DATA FOR THE TASK =

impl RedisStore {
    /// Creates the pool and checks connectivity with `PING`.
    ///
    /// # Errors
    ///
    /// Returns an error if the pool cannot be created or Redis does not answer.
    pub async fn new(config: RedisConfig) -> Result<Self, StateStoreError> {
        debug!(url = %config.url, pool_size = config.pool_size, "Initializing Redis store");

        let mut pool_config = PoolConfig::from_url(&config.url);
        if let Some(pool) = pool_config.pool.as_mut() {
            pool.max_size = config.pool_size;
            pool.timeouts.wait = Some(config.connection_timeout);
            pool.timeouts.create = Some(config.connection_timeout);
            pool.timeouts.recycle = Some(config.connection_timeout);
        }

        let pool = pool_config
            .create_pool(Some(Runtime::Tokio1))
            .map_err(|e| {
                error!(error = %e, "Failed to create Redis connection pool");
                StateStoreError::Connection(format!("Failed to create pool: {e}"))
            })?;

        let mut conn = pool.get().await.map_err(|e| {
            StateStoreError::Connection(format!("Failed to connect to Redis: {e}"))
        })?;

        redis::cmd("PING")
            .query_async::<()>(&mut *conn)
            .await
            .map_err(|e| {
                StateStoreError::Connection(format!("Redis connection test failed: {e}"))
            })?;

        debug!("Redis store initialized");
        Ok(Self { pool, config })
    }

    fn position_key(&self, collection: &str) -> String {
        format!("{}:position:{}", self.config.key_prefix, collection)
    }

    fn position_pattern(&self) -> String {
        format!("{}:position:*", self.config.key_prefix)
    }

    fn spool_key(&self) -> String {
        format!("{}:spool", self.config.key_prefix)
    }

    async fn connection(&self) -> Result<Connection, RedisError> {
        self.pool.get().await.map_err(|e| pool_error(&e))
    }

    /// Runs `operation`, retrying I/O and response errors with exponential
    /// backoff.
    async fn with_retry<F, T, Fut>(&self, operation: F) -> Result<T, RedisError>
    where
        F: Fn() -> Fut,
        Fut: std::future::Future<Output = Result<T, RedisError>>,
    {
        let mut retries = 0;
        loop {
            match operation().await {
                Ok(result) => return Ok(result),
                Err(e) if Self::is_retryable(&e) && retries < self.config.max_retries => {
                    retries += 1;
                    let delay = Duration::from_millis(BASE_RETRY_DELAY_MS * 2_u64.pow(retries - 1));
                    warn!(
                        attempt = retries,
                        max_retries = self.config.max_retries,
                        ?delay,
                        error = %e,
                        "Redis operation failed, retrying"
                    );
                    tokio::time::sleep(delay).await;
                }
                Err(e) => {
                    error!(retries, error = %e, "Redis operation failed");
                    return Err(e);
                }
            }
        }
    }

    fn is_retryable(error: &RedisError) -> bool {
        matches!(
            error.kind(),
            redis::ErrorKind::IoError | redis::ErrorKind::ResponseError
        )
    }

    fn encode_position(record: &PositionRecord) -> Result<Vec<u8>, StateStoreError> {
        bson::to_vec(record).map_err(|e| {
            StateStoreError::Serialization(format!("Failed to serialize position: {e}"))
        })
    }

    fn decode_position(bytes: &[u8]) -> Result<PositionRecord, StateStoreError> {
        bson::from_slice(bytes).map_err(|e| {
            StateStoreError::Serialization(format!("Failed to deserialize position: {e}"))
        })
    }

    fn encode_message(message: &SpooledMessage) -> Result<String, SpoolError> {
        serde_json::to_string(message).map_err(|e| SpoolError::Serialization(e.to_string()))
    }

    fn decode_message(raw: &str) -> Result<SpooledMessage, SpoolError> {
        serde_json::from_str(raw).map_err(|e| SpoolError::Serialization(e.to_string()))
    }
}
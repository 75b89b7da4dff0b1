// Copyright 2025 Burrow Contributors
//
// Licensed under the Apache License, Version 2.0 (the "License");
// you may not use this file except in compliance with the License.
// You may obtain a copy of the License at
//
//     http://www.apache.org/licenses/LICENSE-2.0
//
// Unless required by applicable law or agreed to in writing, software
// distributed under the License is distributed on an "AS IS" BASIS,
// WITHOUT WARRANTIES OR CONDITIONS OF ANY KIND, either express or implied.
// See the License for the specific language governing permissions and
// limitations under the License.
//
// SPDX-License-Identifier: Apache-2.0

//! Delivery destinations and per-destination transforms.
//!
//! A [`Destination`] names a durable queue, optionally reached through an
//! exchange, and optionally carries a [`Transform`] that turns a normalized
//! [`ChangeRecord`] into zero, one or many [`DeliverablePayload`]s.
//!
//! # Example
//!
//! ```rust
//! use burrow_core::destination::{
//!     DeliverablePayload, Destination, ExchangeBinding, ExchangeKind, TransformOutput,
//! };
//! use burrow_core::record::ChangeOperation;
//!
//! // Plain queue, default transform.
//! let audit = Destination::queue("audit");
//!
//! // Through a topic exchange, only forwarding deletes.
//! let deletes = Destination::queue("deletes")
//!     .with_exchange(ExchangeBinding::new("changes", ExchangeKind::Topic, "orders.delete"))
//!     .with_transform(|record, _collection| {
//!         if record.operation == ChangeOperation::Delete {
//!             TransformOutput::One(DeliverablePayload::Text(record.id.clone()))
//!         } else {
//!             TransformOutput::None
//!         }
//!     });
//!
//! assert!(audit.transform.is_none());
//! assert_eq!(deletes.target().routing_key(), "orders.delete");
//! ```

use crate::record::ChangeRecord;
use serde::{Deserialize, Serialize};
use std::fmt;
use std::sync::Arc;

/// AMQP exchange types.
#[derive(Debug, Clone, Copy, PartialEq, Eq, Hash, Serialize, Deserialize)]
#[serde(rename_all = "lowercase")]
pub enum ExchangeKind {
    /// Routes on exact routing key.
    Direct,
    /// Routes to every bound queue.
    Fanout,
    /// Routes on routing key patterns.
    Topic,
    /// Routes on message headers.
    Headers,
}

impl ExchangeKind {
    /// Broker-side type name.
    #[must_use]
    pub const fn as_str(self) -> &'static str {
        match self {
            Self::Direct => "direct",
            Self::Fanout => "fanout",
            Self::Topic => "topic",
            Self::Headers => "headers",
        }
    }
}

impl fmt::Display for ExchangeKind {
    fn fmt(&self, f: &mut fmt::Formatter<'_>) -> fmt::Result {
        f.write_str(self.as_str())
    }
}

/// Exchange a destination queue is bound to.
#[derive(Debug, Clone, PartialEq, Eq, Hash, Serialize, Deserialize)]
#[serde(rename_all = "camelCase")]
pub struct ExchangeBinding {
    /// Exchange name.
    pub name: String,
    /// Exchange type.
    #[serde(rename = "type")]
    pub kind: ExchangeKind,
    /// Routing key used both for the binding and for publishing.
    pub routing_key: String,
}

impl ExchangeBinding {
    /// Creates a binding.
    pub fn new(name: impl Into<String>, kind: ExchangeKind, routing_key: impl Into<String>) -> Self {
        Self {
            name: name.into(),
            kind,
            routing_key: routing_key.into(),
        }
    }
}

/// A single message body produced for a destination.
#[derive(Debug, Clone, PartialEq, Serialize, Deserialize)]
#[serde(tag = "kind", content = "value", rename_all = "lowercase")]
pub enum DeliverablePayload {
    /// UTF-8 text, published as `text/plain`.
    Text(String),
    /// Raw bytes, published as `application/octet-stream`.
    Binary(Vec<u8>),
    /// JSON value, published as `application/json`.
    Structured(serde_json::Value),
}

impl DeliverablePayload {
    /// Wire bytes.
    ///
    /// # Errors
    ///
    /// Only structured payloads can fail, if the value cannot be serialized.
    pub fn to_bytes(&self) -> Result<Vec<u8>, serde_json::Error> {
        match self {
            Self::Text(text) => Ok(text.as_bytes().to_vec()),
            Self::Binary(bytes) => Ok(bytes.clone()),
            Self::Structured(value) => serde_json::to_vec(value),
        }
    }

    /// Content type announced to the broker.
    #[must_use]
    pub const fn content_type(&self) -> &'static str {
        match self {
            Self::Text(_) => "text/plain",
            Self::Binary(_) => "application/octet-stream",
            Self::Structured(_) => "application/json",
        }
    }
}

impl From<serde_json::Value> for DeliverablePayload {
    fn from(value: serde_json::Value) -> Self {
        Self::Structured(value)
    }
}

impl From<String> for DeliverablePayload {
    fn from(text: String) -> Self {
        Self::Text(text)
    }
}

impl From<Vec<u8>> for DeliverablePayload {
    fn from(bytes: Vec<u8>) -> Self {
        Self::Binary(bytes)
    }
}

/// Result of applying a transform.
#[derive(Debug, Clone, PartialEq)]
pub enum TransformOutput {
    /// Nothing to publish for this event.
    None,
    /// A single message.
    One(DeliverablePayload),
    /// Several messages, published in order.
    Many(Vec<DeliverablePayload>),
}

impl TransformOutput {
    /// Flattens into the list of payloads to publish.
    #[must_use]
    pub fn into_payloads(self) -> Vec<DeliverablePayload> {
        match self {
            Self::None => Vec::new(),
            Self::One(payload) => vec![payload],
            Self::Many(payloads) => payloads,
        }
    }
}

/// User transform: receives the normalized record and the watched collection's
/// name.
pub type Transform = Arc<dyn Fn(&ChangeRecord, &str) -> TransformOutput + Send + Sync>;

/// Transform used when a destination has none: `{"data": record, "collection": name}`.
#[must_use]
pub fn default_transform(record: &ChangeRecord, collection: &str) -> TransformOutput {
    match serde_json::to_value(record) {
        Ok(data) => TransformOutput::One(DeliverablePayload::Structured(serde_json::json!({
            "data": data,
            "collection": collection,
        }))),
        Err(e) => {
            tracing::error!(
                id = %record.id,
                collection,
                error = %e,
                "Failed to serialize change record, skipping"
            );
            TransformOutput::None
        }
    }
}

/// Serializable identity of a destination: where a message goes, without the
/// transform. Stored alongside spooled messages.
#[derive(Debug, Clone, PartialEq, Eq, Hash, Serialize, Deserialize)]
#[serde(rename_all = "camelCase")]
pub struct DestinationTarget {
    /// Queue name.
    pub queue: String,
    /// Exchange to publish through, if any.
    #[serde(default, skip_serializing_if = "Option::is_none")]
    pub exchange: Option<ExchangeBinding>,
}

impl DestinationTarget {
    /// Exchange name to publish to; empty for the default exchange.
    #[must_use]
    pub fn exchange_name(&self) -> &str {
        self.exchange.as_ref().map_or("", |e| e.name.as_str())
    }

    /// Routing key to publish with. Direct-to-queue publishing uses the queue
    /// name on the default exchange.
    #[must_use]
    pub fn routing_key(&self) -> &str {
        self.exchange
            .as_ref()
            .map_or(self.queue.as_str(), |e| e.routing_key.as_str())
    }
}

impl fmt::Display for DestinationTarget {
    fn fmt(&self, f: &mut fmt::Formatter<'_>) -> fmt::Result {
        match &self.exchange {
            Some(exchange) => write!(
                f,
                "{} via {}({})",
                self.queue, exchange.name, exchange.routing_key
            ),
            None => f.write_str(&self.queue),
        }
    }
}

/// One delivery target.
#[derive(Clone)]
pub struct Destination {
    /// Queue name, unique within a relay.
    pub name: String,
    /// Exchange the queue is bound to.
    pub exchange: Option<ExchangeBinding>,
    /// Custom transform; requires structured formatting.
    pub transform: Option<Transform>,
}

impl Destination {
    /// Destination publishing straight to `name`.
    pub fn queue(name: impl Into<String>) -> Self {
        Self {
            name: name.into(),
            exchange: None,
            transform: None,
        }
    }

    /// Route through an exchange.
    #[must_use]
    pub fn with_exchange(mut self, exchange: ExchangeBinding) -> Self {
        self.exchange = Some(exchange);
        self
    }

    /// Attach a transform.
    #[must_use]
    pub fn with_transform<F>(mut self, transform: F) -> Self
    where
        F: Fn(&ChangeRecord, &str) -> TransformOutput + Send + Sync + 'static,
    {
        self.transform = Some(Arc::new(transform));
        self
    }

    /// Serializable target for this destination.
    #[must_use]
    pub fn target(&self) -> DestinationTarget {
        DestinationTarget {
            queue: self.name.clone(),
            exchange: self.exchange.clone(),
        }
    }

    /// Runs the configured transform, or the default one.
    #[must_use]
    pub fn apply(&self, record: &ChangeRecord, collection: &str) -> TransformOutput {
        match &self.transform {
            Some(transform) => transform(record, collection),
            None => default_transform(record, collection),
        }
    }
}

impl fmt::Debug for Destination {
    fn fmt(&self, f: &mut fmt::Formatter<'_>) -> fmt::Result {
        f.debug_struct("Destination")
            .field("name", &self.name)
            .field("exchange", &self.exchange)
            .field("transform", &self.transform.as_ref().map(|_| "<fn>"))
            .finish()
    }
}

ASSIGNED TASK = Reproduce the entries exactly, starting at their first line and stopping after the line with "fn position_pattern(&self) ->".

EXERCISE RESULT =
impl RedisStore {
    /// Creates the pool and checks connectivity with `PING`.
    ///
    /// # Errors
    ///
    /// Returns an error if the pool cannot be created or Redis does not answer.
    pub async fn new(config: RedisConfig) -> Result<Self, StateStoreError> {
        debug!(url = %config.url, pool_size = config.pool_size, "Initializing Redis store");

        let mut pool_config = PoolConfig::from_url(&config.url);
        if let Some(pool) = pool_config.pool.as_mut() {
            pool.max_size = config.pool_size;
            pool.timeouts.wait = Some(config.connection_timeout);
            pool.timeouts.create = Some(config.connection_timeout);
            pool.timeouts.recycle = Some(config.connection_timeout);
        }

        let pool = pool_config
            .create_pool(Some(Runtime::Tokio1))
            .map_err(|e| {
                error!(error = %e, "Failed to create Redis connection pool");
                StateStoreError::Connection(format!("Failed to create pool: {e}"))
            })?;

        let mut conn = pool.get().await.map_err(|e| {
            StateStoreError::Connection(format!("Failed to connect to Redis: {e}"))
        })?;

        redis::cmd("PING")
            .query_async::<()>(&mut *conn)
            .await
            .map_err(|e| {
                StateStoreError::Connection(format!("Redis connection test failed: {e}"))
            })?;

        debug!("Redis store initialized");
        Ok(Self { pool, config })
    }

    fn position_key(&self, collection: &str) -> String {
        format!("{}:position:{}", self.config.key_prefix, collection)
    }

    fn position_pattern(&self) -> String {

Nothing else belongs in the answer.